The Speaker determines whether to allow a no-confidence motion for discussion and debate after it is made.

If accepted, the discussion day and time are chosen.

Within 10 days of the motion’s acceptance, a date must be set for it.
The motion is debated in the Lok Sabha, with the member who submitted it moving the motion. It is followed by a response from the government and an opportunity for the opposition parties to speak on it.

After the debate, the Lok Sabha votes on the motion, and it passes if supported by a majority of the members.

If the motion is passed, the government must resign. If the government wins the vote, the motion is defeated, and the government remains in power.
Since Independence, 27 no-confidence motions have been moved.
As history shows, most no-confidence motions have been defeated, with the exception of Prime Minister Morarji Desai’s resignation in July 1979, and the Atal Bihari Vajpayee government’s loss by one vote in 1999.
The member who proposed the motion moves it, and it is then discussed in the Lok Sabha. It is followed by a government response and a chance for the opposition parties to comment.

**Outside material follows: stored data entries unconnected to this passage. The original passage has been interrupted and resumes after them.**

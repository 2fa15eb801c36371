use anyhow::{Context, Result};
use log::debug;

use cookbook_core::models::Recipe;

const RECIPES_PATH: &str = "recipes";

/// Fetches the recipe list from a remote backend.
pub struct HttpRecipeClient {
    client: reqwest::Client,
    base_url: String,
}

impl HttpRecipeClient {
    pub fn new(base_url: &str) -> Result<Self> {
        let client = reqwest::Client::builder()
            .user_agent(format!(
                "cookbook-cli/{} (recipe browser)",
                env!("CARGO_PKG_VERSION")
            ))
            .timeout(std::time::Duration::from_secs(10))
            .connect_timeout(std::time::Duration::from_secs(5))
            .build()
            .context("Failed to build HTTP client")?;
        Ok(Self {
            client,
            base_url: base_url.trim_end_matches('/').to_string(),
        })
    }

    pub fn url(&self) -> String {
        format!("{}/{RECIPES_PATH}", self.base_url)
    }

    pub async fn fetch_async(&self) -> Result<Vec<Recipe>> {
        let url = self.url();
        debug!("Fetching recipes from {url}");
        let resp = self
            .client
            .get(&url)
            .send()
            .await
            .with_context(|| format!("Failed to reach recipe backend at {url}"))?
            .error_for_status()
            .context("Recipe backend returned an error")?;

        let recipes: Vec<Recipe> = resp
            .json()
            .await
            .context("Failed to parse recipe list response")?;

        Ok(recipes)
    }
}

The Lok Sabha votes on the motion following the discussion, and if a majority of the members vote in favor, the motion is approved.
The government will have to resign if the motion is approved. The motion is defeated and the government remains in power if the government wins the vote.
There have been 27 no-confidence motions introduced since independence.

The majority of no-confidence votes have been defeated, according to history, with the exception of the resignation of Prime Minister Morarji Desai in July 1979 and the Atal Bihari Vajpayee administration’s loss by one vote in 1999.
The NDA administration led by Narendra Modi withstood the most recent motion against them in 2018 by 195 votes.
During her time as PM, Indira Gandhi faced the most motions (15).
It is predicted that the motion is likely to be defeated as the ruling party has a majority in the house.